[[ Records provided open ]]
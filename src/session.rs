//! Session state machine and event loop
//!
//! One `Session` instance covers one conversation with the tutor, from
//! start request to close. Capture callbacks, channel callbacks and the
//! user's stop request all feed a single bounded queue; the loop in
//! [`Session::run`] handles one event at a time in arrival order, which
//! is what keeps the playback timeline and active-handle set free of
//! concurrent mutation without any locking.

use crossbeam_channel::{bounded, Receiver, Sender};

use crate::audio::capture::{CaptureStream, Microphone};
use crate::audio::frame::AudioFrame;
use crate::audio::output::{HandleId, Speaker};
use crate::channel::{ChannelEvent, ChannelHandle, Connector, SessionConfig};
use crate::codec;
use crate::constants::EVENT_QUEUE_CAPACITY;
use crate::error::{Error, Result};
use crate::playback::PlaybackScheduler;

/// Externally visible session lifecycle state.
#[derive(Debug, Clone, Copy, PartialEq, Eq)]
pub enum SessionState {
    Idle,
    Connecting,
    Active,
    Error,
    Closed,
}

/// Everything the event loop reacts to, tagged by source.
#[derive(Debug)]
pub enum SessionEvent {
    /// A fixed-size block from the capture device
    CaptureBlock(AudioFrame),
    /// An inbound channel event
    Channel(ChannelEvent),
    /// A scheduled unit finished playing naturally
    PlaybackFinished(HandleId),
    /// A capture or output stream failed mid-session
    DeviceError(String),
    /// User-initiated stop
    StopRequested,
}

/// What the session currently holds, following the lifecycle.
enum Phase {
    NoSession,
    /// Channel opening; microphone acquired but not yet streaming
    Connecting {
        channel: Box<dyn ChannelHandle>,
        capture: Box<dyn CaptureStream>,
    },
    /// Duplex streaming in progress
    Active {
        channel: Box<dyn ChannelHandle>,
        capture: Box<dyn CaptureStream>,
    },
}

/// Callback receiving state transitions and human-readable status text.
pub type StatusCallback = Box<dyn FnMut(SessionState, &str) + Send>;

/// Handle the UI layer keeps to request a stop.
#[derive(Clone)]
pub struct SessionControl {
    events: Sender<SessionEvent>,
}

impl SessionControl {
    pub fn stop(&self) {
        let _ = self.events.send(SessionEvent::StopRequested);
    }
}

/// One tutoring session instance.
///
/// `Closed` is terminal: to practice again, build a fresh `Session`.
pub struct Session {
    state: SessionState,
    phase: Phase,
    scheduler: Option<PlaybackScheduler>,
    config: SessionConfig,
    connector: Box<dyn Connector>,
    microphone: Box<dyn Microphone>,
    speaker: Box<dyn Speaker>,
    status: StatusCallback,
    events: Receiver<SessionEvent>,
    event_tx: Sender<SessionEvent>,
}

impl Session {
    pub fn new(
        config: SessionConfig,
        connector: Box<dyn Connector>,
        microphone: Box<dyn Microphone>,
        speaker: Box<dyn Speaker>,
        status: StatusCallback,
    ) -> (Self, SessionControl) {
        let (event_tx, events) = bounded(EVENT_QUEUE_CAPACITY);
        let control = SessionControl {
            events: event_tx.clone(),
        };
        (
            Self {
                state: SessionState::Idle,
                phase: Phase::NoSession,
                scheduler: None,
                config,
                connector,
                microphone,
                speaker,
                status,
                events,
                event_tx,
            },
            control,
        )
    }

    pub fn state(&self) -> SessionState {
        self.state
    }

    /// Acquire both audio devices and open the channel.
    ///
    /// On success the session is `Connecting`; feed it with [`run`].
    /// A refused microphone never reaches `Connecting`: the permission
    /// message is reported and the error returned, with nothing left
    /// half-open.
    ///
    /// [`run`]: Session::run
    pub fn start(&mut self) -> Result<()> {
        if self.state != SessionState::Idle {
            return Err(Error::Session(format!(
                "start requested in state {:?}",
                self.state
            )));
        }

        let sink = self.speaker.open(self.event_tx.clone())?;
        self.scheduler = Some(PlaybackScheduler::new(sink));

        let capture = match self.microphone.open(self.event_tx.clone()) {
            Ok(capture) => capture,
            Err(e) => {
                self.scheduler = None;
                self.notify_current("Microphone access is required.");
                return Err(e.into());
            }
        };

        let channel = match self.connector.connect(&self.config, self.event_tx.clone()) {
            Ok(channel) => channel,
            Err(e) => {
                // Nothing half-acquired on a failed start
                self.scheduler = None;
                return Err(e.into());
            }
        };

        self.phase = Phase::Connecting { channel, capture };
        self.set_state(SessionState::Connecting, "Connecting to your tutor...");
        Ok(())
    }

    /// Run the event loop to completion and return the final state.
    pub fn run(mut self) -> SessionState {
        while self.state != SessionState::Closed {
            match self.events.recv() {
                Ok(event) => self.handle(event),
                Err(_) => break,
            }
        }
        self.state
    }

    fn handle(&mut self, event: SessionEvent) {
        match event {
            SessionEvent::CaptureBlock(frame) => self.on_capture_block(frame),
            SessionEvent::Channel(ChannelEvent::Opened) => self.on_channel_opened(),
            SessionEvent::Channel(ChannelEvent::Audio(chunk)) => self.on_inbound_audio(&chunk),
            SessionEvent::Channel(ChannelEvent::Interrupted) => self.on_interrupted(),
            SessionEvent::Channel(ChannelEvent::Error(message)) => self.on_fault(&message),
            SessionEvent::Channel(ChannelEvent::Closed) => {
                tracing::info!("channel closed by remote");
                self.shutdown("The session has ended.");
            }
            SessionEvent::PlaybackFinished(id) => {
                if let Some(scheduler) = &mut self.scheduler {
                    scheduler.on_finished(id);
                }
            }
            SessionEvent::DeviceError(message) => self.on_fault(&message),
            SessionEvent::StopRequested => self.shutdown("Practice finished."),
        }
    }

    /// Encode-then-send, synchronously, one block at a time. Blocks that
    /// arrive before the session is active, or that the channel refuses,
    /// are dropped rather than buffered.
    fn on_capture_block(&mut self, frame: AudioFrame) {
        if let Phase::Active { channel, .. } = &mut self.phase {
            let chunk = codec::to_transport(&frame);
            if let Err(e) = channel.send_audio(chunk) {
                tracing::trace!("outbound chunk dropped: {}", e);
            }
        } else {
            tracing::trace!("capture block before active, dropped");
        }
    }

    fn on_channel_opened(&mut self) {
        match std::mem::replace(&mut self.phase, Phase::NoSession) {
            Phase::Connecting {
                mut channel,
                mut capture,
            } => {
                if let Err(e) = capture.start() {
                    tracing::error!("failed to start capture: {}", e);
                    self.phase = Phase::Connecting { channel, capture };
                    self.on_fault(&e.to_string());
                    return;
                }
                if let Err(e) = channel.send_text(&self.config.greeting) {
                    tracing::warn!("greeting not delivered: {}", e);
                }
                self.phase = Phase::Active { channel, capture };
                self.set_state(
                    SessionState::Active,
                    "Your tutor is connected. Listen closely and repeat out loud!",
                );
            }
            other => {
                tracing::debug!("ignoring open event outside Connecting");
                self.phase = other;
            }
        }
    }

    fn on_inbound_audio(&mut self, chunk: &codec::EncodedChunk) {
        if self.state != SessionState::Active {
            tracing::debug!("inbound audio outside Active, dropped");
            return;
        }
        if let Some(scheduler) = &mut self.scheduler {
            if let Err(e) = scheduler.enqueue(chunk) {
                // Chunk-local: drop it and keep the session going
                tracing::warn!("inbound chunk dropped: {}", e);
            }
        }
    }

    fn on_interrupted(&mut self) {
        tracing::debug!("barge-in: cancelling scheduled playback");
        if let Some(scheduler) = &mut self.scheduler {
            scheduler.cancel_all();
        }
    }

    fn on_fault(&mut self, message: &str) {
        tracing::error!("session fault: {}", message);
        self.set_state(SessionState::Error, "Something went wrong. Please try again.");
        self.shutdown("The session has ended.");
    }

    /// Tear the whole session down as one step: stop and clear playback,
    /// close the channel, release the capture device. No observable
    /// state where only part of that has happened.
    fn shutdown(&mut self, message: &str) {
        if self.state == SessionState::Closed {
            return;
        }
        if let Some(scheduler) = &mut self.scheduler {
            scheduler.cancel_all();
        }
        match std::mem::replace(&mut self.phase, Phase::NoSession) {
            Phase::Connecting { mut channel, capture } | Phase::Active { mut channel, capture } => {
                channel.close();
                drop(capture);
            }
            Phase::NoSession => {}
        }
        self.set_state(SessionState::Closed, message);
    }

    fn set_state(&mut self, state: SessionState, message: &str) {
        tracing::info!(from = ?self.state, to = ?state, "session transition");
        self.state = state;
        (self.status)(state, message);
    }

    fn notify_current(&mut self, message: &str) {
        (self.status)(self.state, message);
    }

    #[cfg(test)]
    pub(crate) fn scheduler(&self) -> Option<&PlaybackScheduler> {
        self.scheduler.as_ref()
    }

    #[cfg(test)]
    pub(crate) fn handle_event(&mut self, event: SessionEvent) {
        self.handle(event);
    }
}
[[ Records provided closed ]]
Required work: From the entries above, extract only the lines running from the one containing "arrive before the" through the one containing "let chunk = codec::to_transport(&frame);", inclusive.

Answer section:
    /// arrive before the session is active, or that the channel refuses,
    /// are dropped rather than buffered.
    fn on_capture_block(&mut self, frame: AudioFrame) {
        if let Phase::Active { channel, .. } = &mut self.phase {
            let chunk = codec::to_transport(&frame);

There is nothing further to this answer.